Author: mopress

  • Steven Phillips: One Injustice Corrected in a Broken System

    Nick Braune
    Mid-Valley Town Crier
    by permission

    Wouldn’t it be horrible to be 50 and have been in prison for the last 25 years, missing out on seeing your children mature and have children of their own?

    Well, that is the story of Steven Phillips from Dallas, a new grandfather who was just freed. He had been accused of sexual assault and burglary in two different cases and convicted in two different trials. (Once the police nailed him for one, they charged him with another one.)

    Phillips got 30-year sentences at both trials. While in prison he was then asked by the authorities if he would confess to nine other sexual assaults which fit the pattern, and hoping for some mercy if he cooperated, he confessed to them.

    The Dallas police, 25 years ago, were so thrilled to be nailing Phillips for eleven cases of sexual assault that they didn’t pay attention to authorities in Kansas City who also had a suspect, one Sidney Goodyear. Because Phillips had been positively identified by Dallas victims, the police did not bother telling his lawyer about Goodyear and something quite important.

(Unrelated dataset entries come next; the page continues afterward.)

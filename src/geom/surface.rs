use super::core::{Point3, Tolerance, Vec3};

pub(crate) fn wrap_param(value: f64, start: f64, end: f64) -> f64 {
    let span = end - start;
    if !span.is_finite() || span == 0.0 {
        return start;
    }
    let mut t = (value - start) % span;
    if t < 0.0 {
        t += span;
    }
    start + t
}

fn orthogonal_unit_vector(reference: Vec3) -> Vec3 {
    let candidate = if reference.x.abs() < reference.y.abs() {
        Vec3::new(0.0, -reference.z, reference.y)
    } else {
        Vec3::new(-reference.z, 0.0, reference.x)
    };

    candidate.normalized().unwrap_or(Vec3::X)
}

/// Right-handed orthonormal frame `(x, y, z)` with `z` along `normal` and `x`
/// as close as possible to `x_axis`.
pub(crate) fn frame_axes_from_xaxis_normal(x_axis: Vec3, normal: Vec3) -> (Vec3, Vec3, Vec3) {
    let z = normal.normalized().unwrap_or(Vec3::Z);
    let projected = x_axis - z.mul_scalar(x_axis.dot(z));
    let x = projected
        .normalized()
        .unwrap_or_else(|| orthogonal_unit_vector(z));
    let y = z.cross(x).normalized().unwrap_or(Vec3::Y);
    (x, y, z)
}

/// A parametric surface `S(u, v)`.
///
/// Normals follow `∂S/∂u × ∂S/∂v`; boundary loops are meshed
/// counter-clockwise about that direction.
pub trait Surface {
    fn point_at(&self, u: f64, v: f64) -> Point3;

    #[must_use]
    fn domain_u(&self) -> (f64, f64) {
        (0.0, 1.0)
    }

    #[must_use]
    fn domain_v(&self) -> (f64, f64) {
        (0.0, 1.0)
    }

    #[must_use]
    fn is_u_closed(&self) -> bool {
        false
    }

    #[must_use]
    fn is_v_closed(&self) -> bool {
        false
    }

    /// Central finite differences, one-sided at open domain edges.
    #[must_use]
    fn partial_derivatives_at(&self, u: f64, v: f64) -> (Vec3, Vec3) {
        let (u0, u1) = self.domain_u();
        let (v0, v1) = self.domain_v();

        let u = if self.is_u_closed() { wrap_param(u, u0, u1) } else { u.clamp(u0, u1) };
        let v = if self.is_v_closed() { wrap_param(v, v0, v1) } else { v.clamp(v0, v1) };

        let du = difference(
            Tolerance::DERIVATIVE.relative_to(u1 - u0),
            u,
            (u0, u1),
            self.is_u_closed(),
            |s| self.point_at(s, v),
        );
        let dv = difference(
            Tolerance::DERIVATIVE.relative_to(v1 - v0),
            v,
            (v0, v1),
            self.is_v_closed(),
            |s| self.point_at(u, s),
        );
        (du, dv)
    }

    /// Unit normal, `None` where the surface is singular (poles, collapsed
    /// edges).
    #[must_use]
    fn normal_at(&self, u: f64, v: f64) -> Option<Vec3> {
        let (du, dv) = self.partial_derivatives_at(u, v);
        let n = du.cross(dv);
        let scale = du.length() * dv.length();
        if !scale.is_finite() || n.length() <= Tolerance::ZERO_LENGTH.eps * scale.max(1.0) {
            return None;
        }
        n.normalized()
    }
}

fn difference(
    h: f64,
    t: f64,
    (t0, t1): (f64, f64),
    closed: bool,
    eval: impl Fn(f64) -> Point3,
) -> Vec3 {
    if !h.is_finite() || h <= 0.0 {
        return Vec3::ZERO;
    }
    let a = if closed { t - h } else { (t - h).max(t0) };
    let b = if closed { t + h } else { (t + h).min(t1) };
    if a == b {
        return Vec3::ZERO;
    }
    eval(b).sub_point(eval(a)).mul_scalar(1.0 / (b - a))
}

// ─────────────────────────────────────────────────────────────────────────────
// Plane
// ─────────────────────────────────────────────────────────────────────────────

#[derive(Debug, Clone, Copy, PartialEq)]
pub struct PlaneSurface {
    pub origin: Point3,
    pub u_axis: Vec3,
    pub v_axis: Vec3,
    pub domain_u: (f64, f64),
    pub domain_v: (f64, f64),
}

impl PlaneSurface {
    #[must_use]
    pub const fn new(origin: Point3, u_axis: Vec3, v_axis: Vec3) -> Self {
        Self {
            origin,
            u_axis,
            v_axis,
            domain_u: (0.0, 1.0),
            domain_v: (0.0, 1.0),
        }
    }
}

impl Surface for PlaneSurface {
    fn point_at(&self, u: f64, v: f64) -> Point3 {
        self.origin
            .add_vec(self.u_axis.mul_scalar(u))
            .add_vec(self.v_axis.mul_scalar(v))
    }

    fn domain_u(&self) -> (f64, f64) {
        self.domain_u
    }

    fn domain_v(&self) -> (f64, f64) {
        self.domain_v
    }

    fn partial_derivatives_at(&self, _u: f64, _v: f64) -> (Vec3, Vec3) {
        (self.u_axis, self.v_axis)
    }
}

// ─────────────────────────────────────────────────────────────────────────────
// Cylinder
// ─────────────────────────────────────────────────────────────────────────────

/// Cylinder around `axis`; `u ∈ [0, 1)` is one full turn, `v` is the height
/// fraction of `axis`.
#[derive(Debug, Clone, Copy, PartialEq)]
pub struct CylinderSurface {
    pub base: Point3,
    pub axis: Vec3,
    pub x_axis: Vec3,
    pub y_axis: Vec3,
    pub radius: f64,
}

impl CylinderSurface {
    pub fn new(base: Point3, axis: Vec3, radius: f64) -> Result<Self, String> {
        Self::from_base_axis_xaxis(base, axis, orthogonal_unit_vector(axis), radius)
    }

    pub fn from_base_axis_xaxis(
        base: Point3,
        axis: Vec3,
        x_axis: Vec3,
        radius: f64,
    ) -> Result<Self, String> {
        if !radius.is_finite() || radius <= 0.0 {
            return Err("cylinder radius must be finite and > 0".to_string());
        }
        let axis_dir = axis
            .normalized()
            .ok_or_else(|| "cylinder axis must be non-zero".to_string())?;
        let (x_axis, y_axis, _) = frame_axes_from_xaxis_normal(x_axis, axis_dir);

        Ok(Self {
            base,
            axis,
            x_axis,
            y_axis,
            radius,
        })
    }
}

impl Surface for CylinderSurface {
    fn point_at(&self, u: f64, v: f64) -> Point3 {
        let angle = std::f64::consts::TAU * wrap_param(u, 0.0, 1.0);
        let radial = (self.x_axis.mul_scalar(angle.cos()) + self.y_axis.mul_scalar(angle.sin()))
            .mul_scalar(self.radius);
        self.base.add_vec(self.axis.mul_scalar(v)).add_vec(radial)
    }

    fn is_u_closed(&self) -> bool {
        true
    }
}

// ─────────────────────────────────────────────────────────────────────────────
// Sphere
// ─────────────────────────────────────────────────────────────────────────────

/// Sphere with poles at `v = 0` and `v = 1`, where the normal is undefined.
#[derive(Debug, Clone, Copy, PartialEq)]
pub struct SphereSurface {
    pub center: Point3,
    pub x_axis: Vec3,
    pub y_axis: Vec3,
    pub z_axis: Vec3,
    pub radius: f64,
}

impl SphereSurface {
    pub fn new(center: Point3, radius: f64) -> Result<Self, String> {
        if !radius.is_finite() || radius <= 0.0 {
            return Err("sphere radius must be finite and > 0".to_string());
        }
        Ok(Self {
            center,
            x_axis: Vec3::X,
            y_axis: Vec3::Y,
            z_axis: Vec3::Z,
            radius,
        })
    }
}

impl Surface for SphereSurface {
    fn point_at(&self, u: f64, v: f64) -> Point3 {
        let theta = std::f64::consts::TAU * wrap_param(u, 0.0, 1.0);
        let phi = std::f64::consts::PI * (v.clamp(0.0, 1.0) - 0.5);
        let (sin_phi, cos_phi) = phi.sin_cos();

        let dir = self.x_axis.mul_scalar(cos_phi * theta.cos())
            + self.y_axis.mul_scalar(cos_phi * theta.sin())
            + self.z_axis.mul_scalar(sin_phi);
        self.center.add_vec(dir.mul_scalar(self.radius))
    }

    fn is_u_closed(&self) -> bool {
        true
    }
}

// ─────────────────────────────────────────────────────────────────────────────
// Four-point (bilinear) patch
// ─────────────────────────────────────────────────────────────────────────────

/// Bilinear patch through four corners: `p00` at (0,0), `p10` at (1,0),
/// `p01` at (0,1), `p11` at (1,1). Twisted corners give a sail-like warp.
#[derive(Debug, Clone, Copy, PartialEq)]
pub struct FourPointSurface {
    pub p00: Point3,
    pub p10: Point3,
    pub p01: Point3,
    pub p11: Point3,
}

impl FourPointSurface {
    #[must_use]
    pub const fn new(p00: Point3, p10: Point3, p01: Point3, p11: Point3) -> Self {
        Self { p00, p10, p01, p11 }
    }
}

impl Surface for FourPointSurface {
    fn point_at(&self, u: f64, v: f64) -> Point3 {
        let u = u.clamp(0.0, 1.0);
        let v = v.clamp(0.0, 1.0);
        let bottom = self.p00.lerp(self.p10, u);
        let top = self.p01.lerp(self.p11, u);
        bottom.lerp(top, v)
    }

    fn partial_derivatives_at(&self, u: f64, v: f64) -> (Vec3, Vec3) {
        let u = u.clamp(0.0, 1.0);
        let v = v.clamp(0.0, 1.0);
        let du = (self.p10 - self.p00).mul_scalar(1.0 - v) + (self.p11 - self.p01).mul_scalar(v);
        let dv = (self.p01 - self.p00).mul_scalar(1.0 - u) + (self.p11 - self.p10).mul_scalar(u);
        (du, dv)
    }
}

#[cfg(test)]
mod tests {
    use super::*;

    #[test]
    fn cylinder_normal_points_away_from_axis() {
        let cyl = CylinderSurface::from_base_axis_xaxis(Point3::ORIGIN, Vec3::Z, Vec3::X, 2.0).unwrap();
        let p = cyl.point_at(0.0, 0.5);
        assert!((p.x - 2.0).abs() < 1e-12);
        assert!((p.z - 0.5).abs() < 1e-12);
        let n = cyl.normal_at(0.0, 0.5).unwrap();
        assert!(n.dot(Vec3::X) > 0.999);
    }

    #[test]
    fn sphere_normal_is_undefined_at_pole() {
        let sphere = SphereSurface::new(Point3::ORIGIN, 1.0).unwrap();
        assert!(sphere.normal_at(0.25, 1.0).is_none());
        let n = sphere.normal_at(0.25, 0.5).unwrap();
        assert!(n.dot(Vec3::Y) > 0.999);
    }

    #[test]
    fn four_point_surface_interpolates_corners() {
        let srf = FourPointSurface::new(
            Point3::new(0.0, 0.0, 0.0),
            Point3::new(1.0, 0.0, 0.0),
            Point3::new(0.0, 1.0, 0.0),
            Point3::new(1.0, 1.0, 0.5),
        );
        assert_eq!(srf.point_at(1.0, 1.0), Point3::new(1.0, 1.0, 0.5));
        let n = srf.normal_at(0.0, 0.0).unwrap();
        assert!(n.z > 0.99);
    }
}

    After the Kansas City police sent down a picture of Goodyear, the Dallas police had shown the picture to one of the victims, who said that Goodyear could be the rapist, but the police never told Phillips’ lawyer about the conflicting evidence.

    Luckily, one of the cases in which Phillips was tried involved some stored material which could be DNA tested. When the tests were run a year ago, the evidence did not match Phillips’ DNA. But it did match Goodyear’s! It is now conceded by all that Goodyear was the serial rapist in Dallas and Kansas City.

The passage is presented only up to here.